» **Material provided**
impl ConstructionTool {
    pub fn new(op: ConstructionOp, settings: ToolSettings) -> Self {
        Self { op, settings, state: ConstructionState::Idle }
    }

    pub fn op(&self) -> ConstructionOp {
        self.op
    }

    pub fn phase(&self) -> ToolPhase {
        match self.state {
            ConstructionState::Idle => ToolPhase::Idle,
            ConstructionState::AwaitingReference => ToolPhase::AwaitingReference,
            ConstructionState::AwaitingTarget(_) => ToolPhase::AwaitingTarget,
            ConstructionState::Applied(_) => ToolPhase::Applied,
        }
    }

    /// Start a round. Discards an unclaimed result.
    pub fn begin(&mut self) -> ToolStatus {
        self.state = ConstructionState::AwaitingReference;
        ToolStatus::Prompt(self.op.reference_prompt())
    }

    /// Feed one click. Idle or finished tools start a new round first.
    pub fn pick(&mut self, pick: Pick) -> ToolStatus {
        match std::mem::replace(&mut self.state, ConstructionState::Idle) {
            ConstructionState::Idle | ConstructionState::Applied(_) => {
                self.begin();
                self.pick(pick)
            }
            ConstructionState::AwaitingReference => self.pick_reference(pick),
            ConstructionState::AwaitingTarget(reference) => self.apply(reference, pick),
        }
    }

    fn pick_reference(&mut self, pick: Pick) -> ToolStatus {
        match (pick.segment, self.op) {
            (None, ConstructionOp::Extend) | (Some(_), _) => {
                self.state = ConstructionState::AwaitingTarget(pick.segment);
                ToolStatus::Prompt(self.op.target_prompt())
            }
            (None, _) => {
                self.state = ConstructionState::AwaitingReference;
                ToolStatus::Failed(Failure::NothingPicked)
            }
        }
    }

    fn apply(&mut self, reference: Option<Segment>, pick: Pick) -> ToolStatus {
        match self.compute(reference, pick) {
            Ok(output) => {
                self.state = ConstructionState::Applied(output);
                ToolStatus::Applied
            }
            Err(failure) => ToolStatus::Failed(failure),
        }
    }

    fn compute(&self, reference: Option<Segment>, pick: Pick) -> std::result::Result<ConstructionOutput, Failure> {
        match self.op {
            ConstructionOp::Trim => {
                let target = pick.segment.ok_or(Failure::NothingPicked)?;
                let cutter = reference.ok_or(Failure::NothingPicked)?;
                let result = trim(&target, &cutter).ok_or(Failure::LinesDoNotCross)?;
                Ok(ConstructionOutput::Trimmed { original: target, kept: result.keep_away_from(pick.point) })
            }
            ConstructionOp::Extend => {
                let target = pick.segment.ok_or(Failure::NothingPicked)?;
                if target.is_degenerate() {
                    return Err(Failure::ZeroLength);
                }
                let end = SegmentEnd::nearest(&target, pick.point);
                let extended = match reference {
                    Some(boundary) => extend(&target, end, Some(&Line::from(boundary))),
                    None => extend_by(&target, end, self.settings.extend_length),
                }
                .ok_or(Failure::NoBoundaryHit)?;
                Ok(ConstructionOutput::Extended { original: target, extended })
            }
            ConstructionOp::Parallel => {
                let reference = reference.ok_or(Failure::NothingPicked)?;
                parallel_offset(&reference, pick.point, self.settings.offset_distance)
                    .map(ConstructionOutput::Offset)
                    .ok_or(Failure::ZeroLength)
            }
        }
    }

    /// Claim the applied result and return to idle.
    pub fn finish(&mut self) -> Option<ConstructionOutput> {
        match std::mem::replace(&mut self.state, ConstructionState::Idle) {
            ConstructionState::Applied(output) => Some(output),
            other => {
                self.state = other;
                None
            }
        }
    }

    pub fn cancel(&mut self) -> ToolStatus {
        self.state = ConstructionState::Idle;
        ToolStatus::Cancelled
    }
}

» **About this exercise**
A word-for-word restatement of every record above is expected.

» **Result of this task**
impl ConstructionTool {
    pub fn new(op: ConstructionOp, settings: ToolSettings) -> Self {
        Self { op, settings, state: ConstructionState::Idle }
    }

    pub fn op(&self) -> ConstructionOp {
        self.op
    }

    pub fn phase(&self) -> ToolPhase {
        match self.state {
            ConstructionState::Idle => ToolPhase::Idle,
            ConstructionState::AwaitingReference => ToolPhase::AwaitingReference,
            ConstructionState::AwaitingTarget(_) => ToolPhase::AwaitingTarget,
            ConstructionState::Applied(_) => ToolPhase::Applied,
        }
    }

    /// Start a round. Discards an unclaimed result.
    pub fn begin(&mut self) -> ToolStatus {
        self.state = ConstructionState::AwaitingReference;
        ToolStatus::Prompt(self.op.reference_prompt())
    }

    /// Feed one click. Idle or finished tools start a new round first.
    pub fn pick(&mut self, pick: Pick) -> ToolStatus {
        match std::mem::replace(&mut self.state, ConstructionState::Idle) {
            ConstructionState::Idle | ConstructionState::Applied(_) => {
                self.begin();
                self.pick(pick)
            }
            ConstructionState::AwaitingReference => self.pick_reference(pick),
            ConstructionState::AwaitingTarget(reference) => self.apply(reference, pick),
        }
    }

    fn pick_reference(&mut self, pick: Pick) -> ToolStatus {
        match (pick.segment, self.op) {
            (None, ConstructionOp::Extend) | (Some(_), _) => {
                self.state = ConstructionState::AwaitingTarget(pick.segment);
                ToolStatus::Prompt(self.op.target_prompt())
            }
            (None, _) => {
                self.state = ConstructionState::AwaitingReference;
                ToolStatus::Failed(Failure::NothingPicked)
            }
        }
    }

    fn apply(&mut self, reference: Option<Segment>, pick: Pick) -> ToolStatus {
        match self.compute(reference, pick) {
            Ok(output) => {
                self.state = ConstructionState::Applied(output);
                ToolStatus::Applied
            }
            Err(failure) => ToolStatus::Failed(failure),
        }
    }

    fn compute(&self, reference: Option<Segment>, pick: Pick) -> std::result::Result<ConstructionOutput, Failure> {
        match self.op {
            ConstructionOp::Trim => {
                let target = pick.segment.ok_or(Failure::NothingPicked)?;
                let cutter = reference.ok_or(Failure::NothingPicked)?;
                let result = trim(&target, &cutter).ok_or(Failure::LinesDoNotCross)?;
                Ok(ConstructionOutput::Trimmed { original: target, kept: result.keep_away_from(pick.point) })
            }
            ConstructionOp::Extend => {
                let target = pick.segment.ok_or(Failure::NothingPicked)?;
                if target.is_degenerate() {
                    return Err(Failure::ZeroLength);
                }
                let end = SegmentEnd::nearest(&target, pick.point);
                let extended = match reference {
                    Some(boundary) => extend(&target, end, Some(&Line::from(boundary))),
                    None => extend_by(&target, end, self.settings.extend_length),
                }
                .ok_or(Failure::NoBoundaryHit)?;
                Ok(ConstructionOutput::Extended { original: target, extended })
            }
            ConstructionOp::Parallel => {
                let reference = reference.ok_or(Failure::NothingPicked)?;
                parallel_offset(&reference, pick.point, self.settings.offset_distance)
                    .map(ConstructionOutput::Offset)
                    .ok_or(Failure::ZeroLength)
            }
        }
    }

    /// Claim the applied result and return to idle.
    pub fn finish(&mut self) -> Option<ConstructionOutput> {
        match std::mem::replace(&mut self.state, ConstructionState::Idle) {
            ConstructionState::Applied(output) => Some(output),
            other => {
                self.state = other;
                None
            }
        }
    }

    pub fn cancel(&mut self) -> ToolStatus {
        self.state = ConstructionState::Idle;
        ToolStatus::Cancelled
    }
}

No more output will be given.